- Directions for this task: Within the entries below, the lines from the one with "assert_eq!(message.id, uid.to_string());" through the one with "count.label_id == label::INBOX)" are to be set down exactly, both ends kept.
== Segment start ==
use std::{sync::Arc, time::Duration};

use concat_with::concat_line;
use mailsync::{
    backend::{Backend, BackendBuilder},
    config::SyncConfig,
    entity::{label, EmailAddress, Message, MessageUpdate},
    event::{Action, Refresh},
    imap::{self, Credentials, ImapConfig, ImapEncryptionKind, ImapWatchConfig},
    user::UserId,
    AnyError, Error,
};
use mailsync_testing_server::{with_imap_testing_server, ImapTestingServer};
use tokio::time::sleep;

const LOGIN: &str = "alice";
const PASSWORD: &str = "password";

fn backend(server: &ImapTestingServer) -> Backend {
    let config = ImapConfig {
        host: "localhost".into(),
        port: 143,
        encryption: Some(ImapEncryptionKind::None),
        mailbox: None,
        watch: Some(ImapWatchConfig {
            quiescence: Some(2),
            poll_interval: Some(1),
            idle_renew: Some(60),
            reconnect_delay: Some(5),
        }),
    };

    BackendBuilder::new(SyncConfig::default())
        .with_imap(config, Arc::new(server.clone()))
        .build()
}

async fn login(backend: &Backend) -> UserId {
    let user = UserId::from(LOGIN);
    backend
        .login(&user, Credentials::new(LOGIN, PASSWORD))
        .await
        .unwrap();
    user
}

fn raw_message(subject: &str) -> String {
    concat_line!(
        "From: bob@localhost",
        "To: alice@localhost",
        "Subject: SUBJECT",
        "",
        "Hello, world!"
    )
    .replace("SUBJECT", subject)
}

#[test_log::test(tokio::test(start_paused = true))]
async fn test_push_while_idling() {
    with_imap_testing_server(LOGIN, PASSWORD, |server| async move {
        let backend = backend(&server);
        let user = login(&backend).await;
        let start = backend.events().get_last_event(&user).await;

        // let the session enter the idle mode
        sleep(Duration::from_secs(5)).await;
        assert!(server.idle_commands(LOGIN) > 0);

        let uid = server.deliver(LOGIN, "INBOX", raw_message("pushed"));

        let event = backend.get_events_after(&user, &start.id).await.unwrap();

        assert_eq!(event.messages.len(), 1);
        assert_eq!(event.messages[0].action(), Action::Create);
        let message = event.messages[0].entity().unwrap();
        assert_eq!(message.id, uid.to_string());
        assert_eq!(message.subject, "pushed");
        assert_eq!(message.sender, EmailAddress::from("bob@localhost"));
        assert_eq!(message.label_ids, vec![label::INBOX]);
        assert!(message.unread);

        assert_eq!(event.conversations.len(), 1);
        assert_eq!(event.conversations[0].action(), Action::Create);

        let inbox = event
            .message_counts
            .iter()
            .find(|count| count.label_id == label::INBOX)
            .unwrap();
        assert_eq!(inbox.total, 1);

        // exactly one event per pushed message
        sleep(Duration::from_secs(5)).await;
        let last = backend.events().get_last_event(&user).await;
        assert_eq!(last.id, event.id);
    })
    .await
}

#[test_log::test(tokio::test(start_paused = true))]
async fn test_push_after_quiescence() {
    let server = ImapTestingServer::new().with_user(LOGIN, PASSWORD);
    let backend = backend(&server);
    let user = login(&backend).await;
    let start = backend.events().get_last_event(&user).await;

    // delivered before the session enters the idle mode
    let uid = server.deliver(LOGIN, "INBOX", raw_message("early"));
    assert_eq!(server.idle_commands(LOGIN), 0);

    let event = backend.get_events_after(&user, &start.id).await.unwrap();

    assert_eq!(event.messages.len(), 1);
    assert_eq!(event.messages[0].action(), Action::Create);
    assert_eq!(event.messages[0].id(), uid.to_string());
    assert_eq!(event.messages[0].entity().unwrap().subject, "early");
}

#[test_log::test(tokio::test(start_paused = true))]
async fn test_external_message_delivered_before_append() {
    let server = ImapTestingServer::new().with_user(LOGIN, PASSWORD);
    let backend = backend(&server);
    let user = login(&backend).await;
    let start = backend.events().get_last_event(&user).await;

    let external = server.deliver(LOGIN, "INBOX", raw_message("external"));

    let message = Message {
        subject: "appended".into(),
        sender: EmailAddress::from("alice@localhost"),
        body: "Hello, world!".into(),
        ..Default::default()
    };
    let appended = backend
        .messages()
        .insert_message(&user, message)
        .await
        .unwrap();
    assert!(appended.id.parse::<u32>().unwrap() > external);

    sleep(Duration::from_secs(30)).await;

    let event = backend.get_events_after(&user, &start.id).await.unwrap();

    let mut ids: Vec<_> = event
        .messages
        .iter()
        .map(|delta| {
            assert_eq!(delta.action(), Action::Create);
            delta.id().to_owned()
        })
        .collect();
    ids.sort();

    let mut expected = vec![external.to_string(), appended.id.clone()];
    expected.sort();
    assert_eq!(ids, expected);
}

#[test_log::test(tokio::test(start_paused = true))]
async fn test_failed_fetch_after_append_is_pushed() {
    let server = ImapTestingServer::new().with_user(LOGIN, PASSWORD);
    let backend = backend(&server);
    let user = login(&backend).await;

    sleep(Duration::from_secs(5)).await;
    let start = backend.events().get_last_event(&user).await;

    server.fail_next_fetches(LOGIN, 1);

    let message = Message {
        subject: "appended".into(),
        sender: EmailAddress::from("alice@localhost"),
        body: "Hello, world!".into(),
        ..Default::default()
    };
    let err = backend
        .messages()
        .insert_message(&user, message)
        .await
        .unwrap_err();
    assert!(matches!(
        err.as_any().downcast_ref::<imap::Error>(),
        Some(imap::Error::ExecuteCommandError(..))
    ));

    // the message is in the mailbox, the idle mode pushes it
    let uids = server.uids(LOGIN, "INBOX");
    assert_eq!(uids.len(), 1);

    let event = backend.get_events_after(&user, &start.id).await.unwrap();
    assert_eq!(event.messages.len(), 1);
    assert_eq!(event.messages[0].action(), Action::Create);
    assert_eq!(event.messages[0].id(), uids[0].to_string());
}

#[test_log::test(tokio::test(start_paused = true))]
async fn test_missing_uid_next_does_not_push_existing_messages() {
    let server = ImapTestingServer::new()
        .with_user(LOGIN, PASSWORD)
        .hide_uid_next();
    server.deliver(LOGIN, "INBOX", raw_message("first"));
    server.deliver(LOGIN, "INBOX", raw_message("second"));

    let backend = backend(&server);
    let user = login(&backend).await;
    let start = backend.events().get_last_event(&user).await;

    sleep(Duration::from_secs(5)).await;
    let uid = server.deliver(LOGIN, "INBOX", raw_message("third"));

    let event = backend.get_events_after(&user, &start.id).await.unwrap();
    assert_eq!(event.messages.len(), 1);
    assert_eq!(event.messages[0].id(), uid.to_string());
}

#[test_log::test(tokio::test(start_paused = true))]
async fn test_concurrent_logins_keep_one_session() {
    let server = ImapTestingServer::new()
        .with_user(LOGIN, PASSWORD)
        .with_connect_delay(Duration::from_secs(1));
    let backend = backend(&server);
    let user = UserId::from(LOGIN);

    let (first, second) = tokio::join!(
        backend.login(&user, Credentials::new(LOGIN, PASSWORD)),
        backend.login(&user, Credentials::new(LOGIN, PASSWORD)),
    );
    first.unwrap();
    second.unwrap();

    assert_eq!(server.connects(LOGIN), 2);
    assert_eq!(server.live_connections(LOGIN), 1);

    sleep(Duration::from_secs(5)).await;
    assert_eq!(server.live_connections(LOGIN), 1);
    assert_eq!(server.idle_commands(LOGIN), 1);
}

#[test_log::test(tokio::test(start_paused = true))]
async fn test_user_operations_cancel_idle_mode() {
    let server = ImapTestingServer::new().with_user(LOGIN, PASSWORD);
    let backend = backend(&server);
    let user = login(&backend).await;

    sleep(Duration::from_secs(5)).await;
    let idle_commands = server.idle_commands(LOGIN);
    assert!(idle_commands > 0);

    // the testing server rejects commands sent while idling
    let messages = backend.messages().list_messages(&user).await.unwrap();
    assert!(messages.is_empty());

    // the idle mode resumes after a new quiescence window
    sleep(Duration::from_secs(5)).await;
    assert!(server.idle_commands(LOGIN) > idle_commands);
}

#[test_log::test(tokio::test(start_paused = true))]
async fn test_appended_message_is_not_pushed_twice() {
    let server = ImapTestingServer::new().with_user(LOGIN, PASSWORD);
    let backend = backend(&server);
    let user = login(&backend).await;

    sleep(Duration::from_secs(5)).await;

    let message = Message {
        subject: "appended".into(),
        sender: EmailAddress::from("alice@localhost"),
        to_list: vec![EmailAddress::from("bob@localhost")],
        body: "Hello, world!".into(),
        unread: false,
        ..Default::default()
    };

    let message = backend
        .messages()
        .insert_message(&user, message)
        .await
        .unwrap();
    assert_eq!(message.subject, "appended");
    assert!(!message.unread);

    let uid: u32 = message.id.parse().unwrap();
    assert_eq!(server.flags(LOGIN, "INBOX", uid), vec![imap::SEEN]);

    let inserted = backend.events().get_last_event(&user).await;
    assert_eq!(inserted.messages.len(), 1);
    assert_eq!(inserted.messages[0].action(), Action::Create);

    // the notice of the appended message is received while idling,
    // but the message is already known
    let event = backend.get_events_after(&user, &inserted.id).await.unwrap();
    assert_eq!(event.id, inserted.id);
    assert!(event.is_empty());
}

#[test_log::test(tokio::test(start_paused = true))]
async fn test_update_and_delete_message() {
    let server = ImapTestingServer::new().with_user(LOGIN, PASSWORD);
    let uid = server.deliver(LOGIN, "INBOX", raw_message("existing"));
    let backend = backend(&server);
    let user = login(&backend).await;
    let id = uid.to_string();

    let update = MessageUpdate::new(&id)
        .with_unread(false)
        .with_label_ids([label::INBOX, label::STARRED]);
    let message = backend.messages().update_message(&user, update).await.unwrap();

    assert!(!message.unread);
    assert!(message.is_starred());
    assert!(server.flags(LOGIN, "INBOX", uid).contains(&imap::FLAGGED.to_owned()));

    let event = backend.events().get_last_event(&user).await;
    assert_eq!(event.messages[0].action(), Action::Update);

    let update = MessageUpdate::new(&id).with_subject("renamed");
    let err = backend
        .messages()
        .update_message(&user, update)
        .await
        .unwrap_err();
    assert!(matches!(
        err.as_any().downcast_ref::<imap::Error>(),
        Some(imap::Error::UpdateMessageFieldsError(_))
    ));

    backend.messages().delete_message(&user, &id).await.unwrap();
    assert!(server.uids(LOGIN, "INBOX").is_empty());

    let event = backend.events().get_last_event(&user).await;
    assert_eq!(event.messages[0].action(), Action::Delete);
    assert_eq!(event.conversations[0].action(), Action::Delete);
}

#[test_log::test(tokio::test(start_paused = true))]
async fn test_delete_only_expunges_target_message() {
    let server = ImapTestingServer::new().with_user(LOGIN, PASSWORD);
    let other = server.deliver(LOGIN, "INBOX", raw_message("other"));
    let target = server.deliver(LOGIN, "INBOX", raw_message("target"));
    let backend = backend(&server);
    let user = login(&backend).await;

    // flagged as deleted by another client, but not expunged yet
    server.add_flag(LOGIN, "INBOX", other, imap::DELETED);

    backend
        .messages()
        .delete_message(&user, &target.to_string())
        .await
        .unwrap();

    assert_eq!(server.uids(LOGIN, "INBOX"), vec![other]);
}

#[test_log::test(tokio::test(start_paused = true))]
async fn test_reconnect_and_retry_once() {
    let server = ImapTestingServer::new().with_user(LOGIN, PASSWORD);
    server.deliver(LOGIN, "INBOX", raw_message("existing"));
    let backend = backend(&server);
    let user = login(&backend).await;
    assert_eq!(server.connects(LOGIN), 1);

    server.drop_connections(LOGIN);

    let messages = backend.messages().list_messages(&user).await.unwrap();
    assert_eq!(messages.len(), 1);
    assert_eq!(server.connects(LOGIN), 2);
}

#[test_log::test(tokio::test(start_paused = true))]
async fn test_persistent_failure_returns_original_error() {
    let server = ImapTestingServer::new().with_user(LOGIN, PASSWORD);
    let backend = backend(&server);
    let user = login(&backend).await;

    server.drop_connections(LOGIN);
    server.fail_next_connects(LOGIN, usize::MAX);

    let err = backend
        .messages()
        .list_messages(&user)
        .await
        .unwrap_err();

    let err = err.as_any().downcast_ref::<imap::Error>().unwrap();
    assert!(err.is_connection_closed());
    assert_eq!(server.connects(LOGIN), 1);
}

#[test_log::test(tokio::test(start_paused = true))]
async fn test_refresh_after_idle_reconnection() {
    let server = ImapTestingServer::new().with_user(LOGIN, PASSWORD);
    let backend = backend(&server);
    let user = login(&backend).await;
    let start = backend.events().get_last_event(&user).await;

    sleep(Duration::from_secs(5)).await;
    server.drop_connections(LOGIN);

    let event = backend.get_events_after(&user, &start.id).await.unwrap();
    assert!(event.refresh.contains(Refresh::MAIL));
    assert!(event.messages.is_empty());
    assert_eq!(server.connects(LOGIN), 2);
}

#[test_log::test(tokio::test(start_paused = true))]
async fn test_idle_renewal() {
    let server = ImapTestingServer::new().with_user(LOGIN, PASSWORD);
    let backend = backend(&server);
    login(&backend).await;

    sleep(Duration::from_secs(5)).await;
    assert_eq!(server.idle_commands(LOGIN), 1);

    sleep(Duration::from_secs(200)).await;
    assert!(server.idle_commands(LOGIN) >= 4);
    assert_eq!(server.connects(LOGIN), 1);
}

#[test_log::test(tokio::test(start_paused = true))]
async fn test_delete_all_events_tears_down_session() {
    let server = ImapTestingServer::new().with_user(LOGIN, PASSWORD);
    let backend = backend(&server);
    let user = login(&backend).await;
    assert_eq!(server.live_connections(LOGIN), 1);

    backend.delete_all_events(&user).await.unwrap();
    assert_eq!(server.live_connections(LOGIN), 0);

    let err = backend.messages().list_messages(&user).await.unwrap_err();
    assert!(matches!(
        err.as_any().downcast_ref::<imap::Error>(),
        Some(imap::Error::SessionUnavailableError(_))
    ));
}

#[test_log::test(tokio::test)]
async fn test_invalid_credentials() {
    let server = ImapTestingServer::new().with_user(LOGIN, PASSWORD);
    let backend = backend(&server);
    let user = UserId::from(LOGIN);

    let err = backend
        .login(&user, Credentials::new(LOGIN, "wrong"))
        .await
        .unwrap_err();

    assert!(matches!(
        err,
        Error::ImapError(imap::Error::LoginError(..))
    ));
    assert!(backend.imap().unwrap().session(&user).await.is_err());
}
== Segment end ==
- Your response:
        assert_eq!(message.id, uid.to_string());
        assert_eq!(message.subject, "pushed");
        assert_eq!(message.sender, EmailAddress::from("bob@localhost"));
        assert_eq!(message.label_ids, vec![label::INBOX]);
        assert!(message.unread);

        assert_eq!(event.conversations.len(), 1);
        assert_eq!(event.conversations[0].action(), Action::Create);

        let inbox = event
            .message_counts
            .iter()
            .find(|count| count.label_id == label::INBOX)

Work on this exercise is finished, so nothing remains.